Problem details: Could you find every line in the entries below that holds the word "ServerConfig" and copy it?

Input:
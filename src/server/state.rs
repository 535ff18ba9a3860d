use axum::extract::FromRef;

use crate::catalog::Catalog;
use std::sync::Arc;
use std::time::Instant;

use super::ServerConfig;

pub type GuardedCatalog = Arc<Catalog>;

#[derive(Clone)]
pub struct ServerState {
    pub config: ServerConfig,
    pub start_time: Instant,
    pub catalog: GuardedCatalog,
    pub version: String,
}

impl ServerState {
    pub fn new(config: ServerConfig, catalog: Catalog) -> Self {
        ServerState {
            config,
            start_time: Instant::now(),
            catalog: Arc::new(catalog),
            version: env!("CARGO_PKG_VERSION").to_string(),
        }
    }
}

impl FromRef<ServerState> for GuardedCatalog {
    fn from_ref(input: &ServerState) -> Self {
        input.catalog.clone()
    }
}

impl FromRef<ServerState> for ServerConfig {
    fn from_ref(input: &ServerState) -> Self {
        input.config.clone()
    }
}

...

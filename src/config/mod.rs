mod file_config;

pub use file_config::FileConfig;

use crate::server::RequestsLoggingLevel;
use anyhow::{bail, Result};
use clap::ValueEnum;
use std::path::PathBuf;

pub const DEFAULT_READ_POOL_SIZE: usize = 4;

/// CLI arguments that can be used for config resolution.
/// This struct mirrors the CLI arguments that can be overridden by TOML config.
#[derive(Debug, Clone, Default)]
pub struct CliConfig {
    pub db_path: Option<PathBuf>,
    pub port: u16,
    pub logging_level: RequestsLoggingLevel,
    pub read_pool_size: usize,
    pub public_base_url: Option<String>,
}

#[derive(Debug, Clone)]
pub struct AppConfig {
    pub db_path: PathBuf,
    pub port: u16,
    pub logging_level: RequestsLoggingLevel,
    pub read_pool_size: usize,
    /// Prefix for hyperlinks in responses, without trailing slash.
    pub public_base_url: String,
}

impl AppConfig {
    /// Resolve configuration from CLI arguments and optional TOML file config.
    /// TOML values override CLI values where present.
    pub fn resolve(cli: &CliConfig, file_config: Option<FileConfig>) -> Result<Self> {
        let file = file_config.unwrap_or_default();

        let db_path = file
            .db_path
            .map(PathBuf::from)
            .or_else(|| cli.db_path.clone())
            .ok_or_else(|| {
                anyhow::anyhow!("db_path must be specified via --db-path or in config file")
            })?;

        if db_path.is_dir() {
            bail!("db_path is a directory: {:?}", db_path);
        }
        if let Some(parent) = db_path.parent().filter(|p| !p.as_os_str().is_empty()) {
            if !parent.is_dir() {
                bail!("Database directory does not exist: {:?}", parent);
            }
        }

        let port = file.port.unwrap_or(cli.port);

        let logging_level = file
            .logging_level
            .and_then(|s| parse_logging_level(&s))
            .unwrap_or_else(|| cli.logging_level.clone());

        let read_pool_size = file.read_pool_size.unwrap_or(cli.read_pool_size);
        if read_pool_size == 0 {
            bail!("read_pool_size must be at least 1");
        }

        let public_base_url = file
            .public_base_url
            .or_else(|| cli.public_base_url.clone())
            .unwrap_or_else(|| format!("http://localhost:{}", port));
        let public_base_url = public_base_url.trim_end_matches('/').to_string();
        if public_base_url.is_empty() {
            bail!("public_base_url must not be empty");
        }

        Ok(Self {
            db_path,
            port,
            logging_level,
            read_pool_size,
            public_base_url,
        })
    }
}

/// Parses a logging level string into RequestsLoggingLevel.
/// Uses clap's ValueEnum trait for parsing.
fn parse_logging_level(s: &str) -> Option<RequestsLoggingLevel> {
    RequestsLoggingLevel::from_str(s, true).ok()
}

Answer to the problem:
use super::ServerConfig;
    pub config: ServerConfig,
    pub fn new(config: ServerConfig, catalog: Catalog) -> Self {
impl FromRef<ServerState> for ServerConfig {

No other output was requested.